## STUDY MATERIAL
use crate::engine::{EngineError, EngineHandle, FlowState};
use faceid_hw::CameraError;
use std::path::PathBuf;
use std::time::Duration;
use zbus::interface;

pub const BUS_NAME: &str = "org.faceid.FaceId1";
pub const OBJECT_PATH: &str = "/org/faceid/FaceId1";

/// D-Bus interface for the faceid daemon.
///
/// Bus name: org.faceid.FaceId1
/// Object path: /org/faceid/FaceId1
pub struct FaceIdService {
    engine: EngineHandle,
    match_threshold: f32,
    verify_timeout: Duration,
}

impl FaceIdService {
    pub fn new(engine: EngineHandle, match_threshold: f32, verify_timeout: Duration) -> Self {
        Self {
            engine,
            match_threshold,
            verify_timeout,
        }
    }

    async fn enroll_from(&self, label: &str, image: Option<PathBuf>) -> zbus::fdo::Result<String> {
        let outcome = self
            .engine
            .enroll(label.to_string(), image)
            .await
            .map_err(to_fdo)?;
        Ok(serde_json::json!({
            "label": outcome.label,
            "timestamp": outcome.timestamp,
            "confidence": outcome.confidence,
            "message": outcome.message(),
        })
        .to_string())
    }

    async fn verify_from(&self, image: Option<PathBuf>) -> zbus::fdo::Result<String> {
        let outcome = self
            .engine
            .verify_within(image, self.verify_timeout)
            .await
            .map_err(to_fdo)?;

        let mut body = serde_json::to_value(&outcome).map_err(|e| zbus::fdo::Error::Failed(e.to_string()))?;
        body["message"] = outcome.message().into();
        Ok(body.to_string())
    }
}

/// Map engine failures onto standard D-Bus errors; the message is what users see.
fn to_fdo(err: EngineError) -> zbus::fdo::Error {
    let msg = err.to_string();
    match err {
        EngineError::Camera(CameraError::PermissionDenied(_)) => zbus::fdo::Error::AccessDenied(msg),
        EngineError::LabelRequired => zbus::fdo::Error::InvalidArgs(msg),
        EngineError::Camera(CameraError::ImageLoad(_)) => zbus::fdo::Error::FileNotFound(msg),
        EngineError::TimedOut => zbus::fdo::Error::TimedOut(msg),
        _ => zbus::fdo::Error::Failed(msg),
    }
}

/// Status reply built from one flow-state snapshot.
fn status_report(flows: &FlowState, match_threshold: f32) -> serde_json::Value {
    serde_json::json!({
        "version": env!("CARGO_PKG_VERSION"),
        "camera": flows.camera.as_deref().unwrap_or("not opened"),
        "models_loaded": true,
        "faces": flows.faces,
        "match_threshold": match_threshold,
        "enroll_status": flows.enroll,
        "verify_status": flows.verify,
        "message": flows.message,
    })
}

#[interface(name = "org.faceid.FaceId1")]
impl FaceIdService {
    /// Enroll the face currently in front of the camera under `label`.
    async fn enroll(&self, label: &str) -> zbus::fdo::Result<String> {
        tracing::info!(label, "enroll requested");
        self.enroll_from(label, None).await
    }

    /// Enroll the face found in an image file.
    async fn enroll_image(&self, label: &str, path: &str) -> zbus::fdo::Result<String> {
        tracing::info!(label, path, "enroll from image requested");
        self.enroll_from(label, Some(PathBuf::from(path))).await
    }

    /// Verify the face in front of the camera against the enrolled faces.
    async fn verify(&self) -> zbus::fdo::Result<String> {
        tracing::info!("verify requested");
        self.verify_from(None).await
    }

    /// Verify the face found in an image file.
    async fn verify_image(&self, path: &str) -> zbus::fdo::Result<String> {
        tracing::info!(path, "verify from image requested");
        self.verify_from(Some(PathBuf::from(path))).await
    }

    /// Enrolled faces as JSON (labels and enrollment times, no descriptors).
    async fn list_faces(&self) -> zbus::fdo::Result<String> {
        let faces = self.engine.list().await.map_err(to_fdo)?;
        let summary: Vec<_> = faces
            .iter()
            .map(|f| serde_json::json!({ "label": f.label, "timestamp": f.timestamp }))
            .collect();
        Ok(serde_json::Value::from(summary).to_string())
    }

    /// Number of enrolled faces.
    async fn count_faces(&self) -> zbus::fdo::Result<u32> {
        let faces = self.engine.list().await.map_err(to_fdo)?;
        Ok(faces.len() as u32)
    }

    /// Remove every enrolled face. Returns how many were removed.
    async fn clear_faces(&self) -> zbus::fdo::Result<u32> {
        tracing::info!("clear requested");
        let removed = self.engine.clear().await.map_err(to_fdo)?;
        Ok(removed as u32)
    }

    /// Return daemon status information. Answers without waiting for a running flow.
    async fn status(&self) -> zbus::fdo::Result<String> {
        Ok(status_report(&self.engine.state(), self.match_threshold).to_string())
    }
}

## EXERCISE BRIEF
Your task is to restate, word for word, each line from the one that includes "Ok(serde_json::Value::from(summary).to_string())" to the end of the records, with both ends included and nothing else.

## TASK RESULT
        Ok(serde_json::Value::from(summary).to_string())
    }

    /// Number of enrolled faces.
    async fn count_faces(&self) -> zbus::fdo::Result<u32> {
        let faces = self.engine.list().await.map_err(to_fdo)?;
        Ok(faces.len() as u32)
    }

    /// Remove every enrolled face. Returns how many were removed.
    async fn clear_faces(&self) -> zbus::fdo::Result<u32> {
        tracing::info!("clear requested");
        let removed = self.engine.clear().await.map_err(to_fdo)?;
        Ok(removed as u32)
    }

    /// Return daemon status information. Answers without waiting for a running flow.
    async fn status(&self) -> zbus::fdo::Result<String> {
        Ok(status_report(&self.engine.state(), self.match_threshold).to_string())
    }
}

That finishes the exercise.